Another way of stating this [as I say every week in this spot] is that if you remove the Big 8 shorts from the commercial category, the remaining traders in the commercial category are net long the COMEX silver market. It’s the Big 8 against everyone else…a situation that has existed for almost five decades in silver — and in platinum and palladium as well…and as of last week’s COT Report, now in gold too!
As per the first paragraph above, the Big 4 traders in silver are short around 118 days of world silver production in total. That’s about 29.5 days of world silver production each, on average…up a bit from last week’s COT Report. The four big traders in the ‘5 through 8’ category are short 37 days of world silver production in total, which is a bit more than 9 days of world silver production each, on average…unchanged for the last three weeks in a row.

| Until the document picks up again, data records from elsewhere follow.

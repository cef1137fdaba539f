//! StateManager - actor that owns the SessionStore
//!
//! Processes commands via channels for thread-safe access to persistent
//! state. The store itself is synchronous file I/O; isolating it behind an
//! actor keeps planning tasks from blocking each other on disk access.

use std::path::Path;
use tokio::sync::mpsc;
use tracing::{debug, info};

use sessionstore::SessionStore;

use crate::domain::Session;

use super::messages::{StateCommand, StateError, StateResponse};

/// Handle to send commands to the StateManager
#[derive(Clone)]
pub struct StateManager {
    tx: mpsc::Sender<StateCommand>,
}

impl StateManager {
    /// Spawn a new StateManager actor over a store at the given path
    pub fn spawn(store_path: impl AsRef<Path>) -> eyre::Result<Self> {
        debug!(store_path = %store_path.as_ref().display(), "spawn: called");
        Self::spawn_store(SessionStore::open(store_path.as_ref())?)
    }

    /// Spawn with an explicit record TTL
    pub fn spawn_with_ttl(store_path: impl AsRef<Path>, ttl_secs: i64) -> eyre::Result<Self> {
        debug!(store_path = %store_path.as_ref().display(), ttl_secs, "spawn_with_ttl: called");
        Self::spawn_store(SessionStore::open_with_ttl(store_path.as_ref(), ttl_secs)?)
    }

    fn spawn_store(store: SessionStore) -> eyre::Result<Self> {
        let (tx, rx) = mpsc::channel(256);
        tokio::spawn(actor_loop(store, rx));

        info!("StateManager spawned");
        Ok(Self { tx })
    }

    /// Persist a session, replacing any prior record
    pub async fn put_session(&self, session: Session) -> StateResponse<()> {
        debug!(session_id = %session.session_id, "put_session: called");
        let (reply_tx, reply_rx) = tokio::sync::oneshot::channel();
        self.tx
            .send(StateCommand::PutSession {
                session,
                reply: reply_tx,
            })
            .await
            .map_err(|_| StateError::ChannelError)?;
        reply_rx.await.map_err(|_| StateError::ChannelError)?
    }

    /// Load a session by id
    pub async fn get_session(&self, id: &str) -> StateResponse<Option<Session>> {
        debug!(%id, "get_session: called");
        let (reply_tx, reply_rx) = tokio::sync::oneshot::channel();
        self.tx
            .send(StateCommand::GetSession {
                id: id.to_string(),
                reply: reply_tx,
            })
            .await
            .map_err(|_| StateError::ChannelError)?;
        reply_rx.await.map_err(|_| StateError::ChannelError)?
    }

    /// Delete a session by id
    pub async fn delete_session(&self, id: &str) -> StateResponse<()> {
        debug!(%id, "delete_session: called");
        let (reply_tx, reply_rx) = tokio::sync::oneshot::channel();
        self.tx
            .send(StateCommand::DeleteSession {
                id: id.to_string(),
                reply: reply_tx,
            })
            .await
            .map_err(|_| StateError::ChannelError)?;
        reply_rx.await.map_err(|_| StateError::ChannelError)?
    }

    /// List all stored session ids
    pub async fn list_sessions(&self) -> StateResponse<Vec<String>> {
        debug!("list_sessions: called");
        let (reply_tx, reply_rx) = tokio::sync::oneshot::channel();
        self.tx
            .send(StateCommand::ListSessions { reply: reply_tx })
            .await
            .map_err(|_| StateError::ChannelError)?;
        reply_rx.await.map_err(|_| StateError::ChannelError)?
    }

    /// Remove stored sessions past their TTL, returning how many went
    pub async fn purge_expired(&self) -> StateResponse<usize> {
        debug!("purge_expired: called");
        let (reply_tx, reply_rx) = tokio::sync::oneshot::channel();
        self.tx
            .send(StateCommand::PurgeExpired { reply: reply_tx })
            .await
            .map_err(|_| StateError::ChannelError)?;
        reply_rx.await.map_err(|_| StateError::ChannelError)?
    }

    /// Shut down the actor
    pub async fn shutdown(&self) {
        debug!("shutdown: called");
        let _ = self.tx.send(StateCommand::Shutdown).await;
    }
}

/// The actor task: owns the store, drains commands until shutdown
async fn actor_loop(store: SessionStore, mut rx: mpsc::Receiver<StateCommand>) {
    debug!("actor_loop: started");

    while let Some(command) = rx.recv().await {
        match command {
            StateCommand::PutSession { session, reply } => {
                debug!(session_id = %session.session_id, "actor_loop: PutSession");
                let result = store
                    .put(&session.session_id, &session)
                    .map_err(|e| StateError::StoreError(e.to_string()));
                let _ = reply.send(result);
            }
            StateCommand::GetSession { id, reply } => {
                debug!(%id, "actor_loop: GetSession");
                let result = store.get::<Session>(&id).map_err(|e| StateError::StoreError(e.to_string()));
                let _ = reply.send(result);
            }
            StateCommand::DeleteSession { id, reply } => {
                debug!(%id, "actor_loop: DeleteSession");
                let result = store.delete(&id).map_err(|e| StateError::StoreError(e.to_string()));
                let _ = reply.send(result);
            }
            StateCommand::ListSessions { reply } => {
                debug!("actor_loop: ListSessions");
                let result = store.list_ids().map_err(|e| StateError::StoreError(e.to_string()));
                let _ = reply.send(result);
            }
            StateCommand::PurgeExpired { reply } => {
                debug!("actor_loop: PurgeExpired");
                let result = store
                    .purge_expired(chrono::Utc::now())
                    .map_err(|e| StateError::StoreError(e.to_string()));
                let _ = reply.send(result);
            }
            StateCommand::Shutdown => {
                debug!("actor_loop: Shutdown");
                break;
            }
        }
    }

    info!("StateManager actor stopped");
}

#[cfg(test)]
mod tests {
    use super::*;
    use tempfile::tempdir;

    #[tokio::test]
    async fn test_put_get_roundtrip() {
        let temp = tempdir().unwrap();
        let state = StateManager::spawn(temp.path()).unwrap();

        let session = Session::new("Plan a trip to Paris", Some("test-id".to_string()));
        state.put_session(session.clone()).await.unwrap();

        let loaded = state.get_session("test-id").await.unwrap().unwrap();
        assert_eq!(loaded.session_id, "test-id");
        assert_eq!(loaded.user_query, "Plan a trip to Paris");

        state.shutdown().await;
    }

    #[tokio::test]
    async fn test_get_missing_session() {
        let temp = tempdir().unwrap();
        let state = StateManager::spawn(temp.path()).unwrap();

        let loaded = state.get_session("missing").await.unwrap();
        assert!(loaded.is_none());

        state.shutdown().await;
    }

    #[tokio::test]
    async fn test_purge_expired_removes_stale_records() {
        let temp = tempdir().unwrap();
        let state = StateManager::spawn_with_ttl(temp.path(), 0).unwrap();

        state.put_session(Session::new("a", Some("stale".to_string()))).await.unwrap();

        let removed = state.purge_expired().await.unwrap();
        assert_eq!(removed, 1);
        assert!(state.list_sessions().await.unwrap().is_empty());

        state.shutdown().await;
    }

    #[tokio::test]
    async fn test_delete_and_list() {
        let temp = tempdir().unwrap();
        let state = StateManager::spawn(temp.path()).unwrap();

        state.put_session(Session::new("a", Some("one".to_string()))).await.unwrap();
        state.put_session(Session::new("b", Some("two".to_string()))).await.unwrap();

        let ids = state.list_sessions().await.unwrap();
        assert_eq!(ids, vec!["one".to_string(), "two".to_string()]);

        state.delete_session("one").await.unwrap();
        let ids = state.list_sessions().await.unwrap();
        assert_eq!(ids, vec!["two".to_string()]);

        state.shutdown().await;
    }
}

The Big 8 commercial traders are short 46.8 percent of the entire open interest in silver in the COMEX futures market, which is up a bit from the 45.3 percent they were short in last week’s COT report. And once whatever market-neutral spread trades are subtracted out, that percentage would be over the 50 percent mark. In gold, it’s 46.3 percent of the total COMEX open interest that the Big 8 are short, which is up from the 43.0 percent they were short in the prior week’s COT Report — and also over the 50 percent mark once their market-neutral spread trades are subtracted out.

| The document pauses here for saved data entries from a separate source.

//! Anthropic Claude API client implementation
//!
//! Implements the LlmClient trait for Anthropic's Messages API with retry
//! and backoff for transient failures.

use async_trait::async_trait;
use reqwest::Client;
use serde::Deserialize;
use std::time::Duration;
use tracing::{debug, warn};

use super::{CompletionRequest, CompletionResponse, LlmClient, LlmError, TokenUsage};
use crate::config::LlmConfig;

/// Maximum number of retries for transient errors
const MAX_RETRIES: u32 = 3;

/// Initial backoff delay for retries
const INITIAL_BACKOFF_MS: u64 = 1000;

/// Check if an HTTP status code is retryable
fn is_retryable_status(status: u16) -> bool {
    matches!(status, 408 | 429 | 500 | 502 | 503 | 504 | 529)
}

/// Anthropic Claude API client
pub struct AnthropicClient {
    model: String,
    api_key: String,
    base_url: String,
    http: Client,
    max_tokens: u32,
}

impl AnthropicClient {
    /// Create a new client from configuration
    ///
    /// Reads the API key from the environment variable named in config.
    pub fn from_config(config: &LlmConfig) -> Result<Self, LlmError> {
        debug!(model = %config.model, "from_config: called");
        let api_key = config
            .get_api_key()
            .map_err(|e| LlmError::InvalidResponse(e.to_string()))?;

        let timeout = Duration::from_millis(config.timeout_ms);
        let http = Client::builder().timeout(timeout).build().map_err(LlmError::Network)?;

        Ok(Self {
            model: config.model.clone(),
            api_key,
            base_url: config.base_url.clone(),
            http,
            max_tokens: config.max_tokens,
        })
    }

    /// Build the request body for the Anthropic API
    fn build_request_body(&self, request: &CompletionRequest) -> serde_json::Value {
        debug!(%self.model, %request.max_tokens, "build_request_body: called");
        serde_json::json!({
            "model": self.model,
            "max_tokens": request.max_tokens.min(self.max_tokens),
            "system": request.system_prompt,
            "messages": request.messages,
        })
    }

    /// Parse the Anthropic API response
    fn parse_response(&self, api_response: AnthropicResponse) -> CompletionResponse {
        debug!("parse_response: called");
        let content = api_response
            .content
            .into_iter()
            .find_map(|block| match block {
                AnthropicContentBlock::Text { text } => Some(text),
            });

        CompletionResponse {
            content,
            usage: TokenUsage {
                input_tokens: api_response.usage.input_tokens,
                output_tokens: api_response.usage.output_tokens,
            },
        }
    }
}

#[async_trait]
impl LlmClient for AnthropicClient {
    async fn complete(&self, request: CompletionRequest) -> Result<CompletionResponse, LlmError> {
        debug!(%self.model, %request.max_tokens, "complete: called");
        let url = format!("{}/v1/messages", self.base_url);
        let body = self.build_request_body(&request);

        let mut last_error = None;
        for attempt in 0..=MAX_RETRIES {
            if attempt > 0 {
                let backoff = INITIAL_BACKOFF_MS * 2u64.pow(attempt - 1);
                warn!(attempt, backoff_ms = backoff, "complete: retrying after transient error");
                tokio::time::sleep(Duration::from_millis(backoff)).await;
            }

            let response = match self
                .http
                .post(url.clone())
                .header("x-api-key", self.api_key.clone())
                .header("anthropic-version", "2023-06-01")
                .header("content-type", "application/json")
                .json(&body)
                .send()
                .await
            {
                Ok(r) => r,
                Err(e) => {
                    debug!(attempt, error = %e, "complete: network error");
                    last_error = Some(LlmError::Network(e));
                    continue;
                }
            };

            let status = response.status().as_u16();

            if status == 429 {
                debug!("complete: rate limited (429)");
                let retry_after = response
                    .headers()
                    .get("retry-after")
                    .and_then(|v| v.to_str().ok())
                    .and_then(|s| s.parse::<u64>().ok())
                    .unwrap_or(60);

                return Err(LlmError::RateLimited {
                    retry_after: Duration::from_secs(retry_after),
                });
            }

            if is_retryable_status(status) && attempt < MAX_RETRIES {
                let text = response.text().await.unwrap_or_default();
                debug!(attempt, status, "complete: retryable error");
                last_error = Some(LlmError::ApiError { status, message: text });
                continue;
            }

            if !response.status().is_success() {
                debug!(%status, "complete: API error");
                let text = response.text().await.unwrap_or_default();
                return Err(LlmError::ApiError { status, message: text });
            }

            debug!("complete: success");
            let api_response: AnthropicResponse = response.json().await?;
            return Ok(self.parse_response(api_response));
        }

        Err(last_error.unwrap_or_else(|| LlmError::InvalidResponse("Max retries exceeded".to_string())))
    }
}

// Anthropic API response types

#[derive(Debug, Deserialize)]
struct AnthropicResponse {
    content: Vec<AnthropicContentBlock>,
    usage: AnthropicUsage,
}

#[derive(Debug, Deserialize)]
#[serde(tag = "type")]
enum AnthropicContentBlock {
    #[serde(rename = "text")]
    Text { text: String },
}

#[derive(Debug, Deserialize)]
struct AnthropicUsage {
    input_tokens: u64,
    output_tokens: u64,
}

In gold, the Big 4 are short 53 days of world gold production, up 2 days from last week’s COT Report. The ‘5 through 8’ are short 21 days of world production, also up 2 from last week’s report…for a total of 74 days of world gold production held short by the Big 8 — and obviously up 4 days from last Friday’s COT Report. Based on these numbers, the Big 4 in gold hold about 72 percent of the total short position held by the Big 8…down about 1 percentage point from last week’s report.
As mentioned further up, Ted said that JPMorgan is still long around 6,000 contracts in gold, down 3,000 contracts from last week’s report — and are now market neutral in silver, which is down from the 1,000 contracts that they were long in last week’s COT Report. They have been a non-factor in the COMEX futures market for the last year…leaving the other Big 8 traders to struggle through on their own.

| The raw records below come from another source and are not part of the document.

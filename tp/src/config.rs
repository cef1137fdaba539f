//! TripPlanner configuration types and loading

use eyre::{Context, Result};
use serde::{Deserialize, Serialize};
use std::fs;
use std::path::{Path, PathBuf};
use std::time::Duration;

/// Main TripPlanner configuration
#[derive(Debug, Clone, Default, Serialize, Deserialize)]
#[serde(default)]
pub struct Config {
    /// LLM provider configuration
    pub llm: LlmConfig,

    /// Planning loop thresholds and bounds
    pub planner: PlannerConfig,

    /// Travel data gateway limits
    pub gateway: GatewayConfig,

    /// Storage configuration
    pub storage: StorageConfig,

    /// Log level (TRACE, DEBUG, INFO, WARN, ERROR); CLI flag wins over this
    #[serde(rename = "log-level")]
    pub log_level: Option<String>,
}

impl Config {
    /// Validate configuration before use
    ///
    /// Call this early in startup to fail fast with clear error messages.
    pub fn validate(&self) -> Result<()> {
        if self.planner.confidence_threshold_medium > self.planner.confidence_threshold_high {
            return Err(eyre::eyre!(
                "confidence-threshold-medium ({}) must not exceed confidence-threshold-high ({})",
                self.planner.confidence_threshold_medium,
                self.planner.confidence_threshold_high
            ));
        }
        Ok(())
    }

    /// Load configuration with fallback chain
    pub fn load(config_path: Option<&PathBuf>) -> Result<Self> {
        // If explicit config path provided, try to load it
        if let Some(path) = config_path {
            return Self::load_from_file(path).context(format!("Failed to load config from {}", path.display()));
        }

        // Try project-local config: .tripplanner.yml
        let local_config = PathBuf::from(".tripplanner.yml");
        if local_config.exists() {
            match Self::load_from_file(&local_config) {
                Ok(config) => return Ok(config),
                Err(e) => {
                    tracing::warn!("Failed to load config from {}: {}", local_config.display(), e);
                }
            }
        }

        // Try user config: ~/.config/tripplanner/tripplanner.yml
        if let Some(config_dir) = dirs::config_dir() {
            let user_config = config_dir.join("tripplanner").join("tripplanner.yml");
            if user_config.exists() {
                match Self::load_from_file(&user_config) {
                    Ok(config) => return Ok(config),
                    Err(e) => {
                        tracing::warn!("Failed to load config from {}: {}", user_config.display(), e);
                    }
                }
            }
        }

        // No config file found, use defaults
        tracing::info!("No config file found, using defaults");
        Ok(Self::default())
    }

    /// Best-effort read of just the configured log level
    ///
    /// Runs before logging is initialized, so load failures read as `None`
    /// here; the real `load` reports them once logging is up.
    pub fn load_log_level(config_path: Option<&PathBuf>) -> Option<String> {
        Self::load(config_path).ok().and_then(|config| config.log_level)
    }

    fn load_from_file<P: AsRef<Path>>(path: P) -> Result<Self> {
        let content = fs::read_to_string(&path).context("Failed to read config file")?;

        let config: Self = serde_yaml::from_str(&content).context("Failed to parse config file")?;

        tracing::info!("Loaded config from: {}", path.as_ref().display());
        Ok(config)
    }
}

/// LLM provider configuration
#[derive(Debug, Clone, Serialize, Deserialize)]
#[serde(default)]
pub struct LlmConfig {
    /// Provider name (currently only "anthropic" supported)
    pub provider: String,

    /// Model identifier
    pub model: String,

    /// Environment variable containing the API key
    #[serde(rename = "api-key-env")]
    pub api_key_env: String,

    /// API base URL
    #[serde(rename = "base-url")]
    pub base_url: String,

    /// Maximum tokens per response
    #[serde(rename = "max-tokens")]
    pub max_tokens: u32,

    /// Request timeout in milliseconds
    #[serde(rename = "timeout-ms")]
    pub timeout_ms: u64,
}

impl Default for LlmConfig {
    fn default() -> Self {
        Self {
            provider: "anthropic".to_string(),
            model: "claude-sonnet-4-20250514".to_string(),
            api_key_env: "ANTHROPIC_API_KEY".to_string(),
            base_url: "https://api.anthropic.com".to_string(),
            max_tokens: 4096,
            timeout_ms: 60_000,
        }
    }
}

impl LlmConfig {
    /// Read the API key from the configured environment variable
    pub fn get_api_key(&self) -> Result<String> {
        std::env::var(&self.api_key_env)
            .context(format!("LLM API key not found. Set the {} environment variable.", self.api_key_env))
    }
}

/// Planning loop thresholds and bounds
#[derive(Debug, Clone, Serialize, Deserialize)]
#[serde(default)]
pub struct PlannerConfig {
    /// Maximum regeneration attempts on medium confidence
    #[serde(rename = "max-retries")]
    pub max_retries: u32,

    /// Overall score at or above which an itinerary finalizes
    #[serde(rename = "confidence-threshold-high")]
    pub confidence_threshold_high: f64,

    /// Overall score at or above which a retry is worthwhile
    #[serde(rename = "confidence-threshold-medium")]
    pub confidence_threshold_medium: f64,
}

impl Default for PlannerConfig {
    fn default() -> Self {
        Self {
            max_retries: 3,
            confidence_threshold_high: 0.8,
            confidence_threshold_medium: 0.6,
        }
    }
}

/// Travel data gateway limits
#[derive(Debug, Clone, Serialize, Deserialize)]
#[serde(default)]
pub struct GatewayConfig {
    /// Per-call timeout in milliseconds
    #[serde(rename = "request-timeout-ms")]
    pub request_timeout_ms: u64,

    /// Maximum POIs fetched per category
    #[serde(rename = "poi-limit")]
    pub poi_limit: usize,

    /// How many activity preferences get their own POI lookup
    #[serde(rename = "max-poi-categories")]
    pub max_poi_categories: usize,
}

impl Default for GatewayConfig {
    fn default() -> Self {
        Self {
            request_timeout_ms: 10_000,
            poi_limit: 5,
            max_poi_categories: 3,
        }
    }
}

impl GatewayConfig {
    /// Per-call timeout as a Duration
    pub fn request_timeout(&self) -> Duration {
        Duration::from_millis(self.request_timeout_ms)
    }
}

/// Storage configuration
#[derive(Debug, Clone, Serialize, Deserialize)]
#[serde(default)]
pub struct StorageConfig {
    /// Directory for SessionStore data
    #[serde(rename = "sessionstore-dir")]
    pub sessionstore_dir: String,

    /// Record TTL in days (expiry is a store policy, not a planner concern)
    #[serde(rename = "ttl-days")]
    pub ttl_days: u32,
}

impl Default for StorageConfig {
    fn default() -> Self {
        // Use XDG data directory (~/.local/share/tripplanner on Linux)
        let sessionstore_dir = dirs::data_dir()
            .map(|d| d.join("tripplanner").join("sessions"))
            .unwrap_or_else(|| PathBuf::from(".sessionstore"))
            .to_string_lossy()
            .into_owned();

        Self {
            sessionstore_dir,
            ttl_days: 30,
        }
    }
}

impl StorageConfig {
    /// TTL in seconds for the session store
    pub fn ttl_secs(&self) -> i64 {
        self.ttl_days as i64 * 24 * 60 * 60
    }
}

#[cfg(test)]
mod tests {
    use super::*;

    #[test]
    fn test_default_config() {
        let config = Config::default();

        assert_eq!(config.llm.provider, "anthropic");
        assert_eq!(config.planner.max_retries, 3);
        assert_eq!(config.planner.confidence_threshold_high, 0.8);
        assert_eq!(config.planner.confidence_threshold_medium, 0.6);
        assert_eq!(config.gateway.poi_limit, 5);
        assert_eq!(config.storage.ttl_days, 30);
    }

    #[test]
    fn test_validate_rejects_inverted_thresholds() {
        let mut config = Config::default();
        config.planner.confidence_threshold_medium = 0.9;

        assert!(config.validate().is_err());
        assert!(Config::default().validate().is_ok());
    }

    #[test]
    fn test_deserialize_config() {
        let yaml = r#"
log-level: debug

llm:
  provider: anthropic
  model: claude-opus-4
  api-key-env: MY_API_KEY
  max-tokens: 8192
  timeout-ms: 30000

planner:
  max-retries: 5
  confidence-threshold-high: 0.9
  confidence-threshold-medium: 0.5

gateway:
  request-timeout-ms: 2000
  poi-limit: 3
"#;

        let config: Config = serde_yaml::from_str(yaml).unwrap();

        assert_eq!(config.llm.model, "claude-opus-4");
        assert_eq!(config.llm.api_key_env, "MY_API_KEY");
        assert_eq!(config.planner.max_retries, 5);
        assert_eq!(config.planner.confidence_threshold_high, 0.9);
        assert_eq!(config.gateway.request_timeout_ms, 2000);
        assert_eq!(config.gateway.poi_limit, 3);
        assert_eq!(config.log_level.as_deref(), Some("debug"));
    }

    #[test]
    fn test_partial_config_uses_defaults() {
        let yaml = r#"
planner:
  max-retries: 1
"#;

        let config: Config = serde_yaml::from_str(yaml).unwrap();

        // Specified value
        assert_eq!(config.planner.max_retries, 1);

        // Defaults for unspecified
        assert_eq!(config.llm.provider, "anthropic");
        assert_eq!(config.planner.confidence_threshold_high, 0.8);
        assert_eq!(config.gateway.max_poi_categories, 3);
    }
}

The “concentrated short position within a concentrated short position” in silver, platinum and palladium held by the Big 4 commercial traders are about 76, 72 and 74 percent respectively of the short positions held by the Big 8…the red and green bars on the above chart. Silver is up about 1 percentage point from last week’s COT Report…platinum is down about 1 percentage point from a week ago — and palladium is down about 5 percentage points week-over-week.
The Big 8 shorts are still hugely exposed in all four precious metals in the COMEX futures market, especially the Big 4…or maybe just the Big 2. They increased their short positions in both silver and gold by very reasonable amounts during the reporting week — and the above chart tells you all you need to know about their current plight.
The situation regarding the Big 4/8 shorts continues to be beyond obscene, twisted and grotesque — and as Ted correctly points out, its resolution will be the sole determinant of precious metal prices going forward.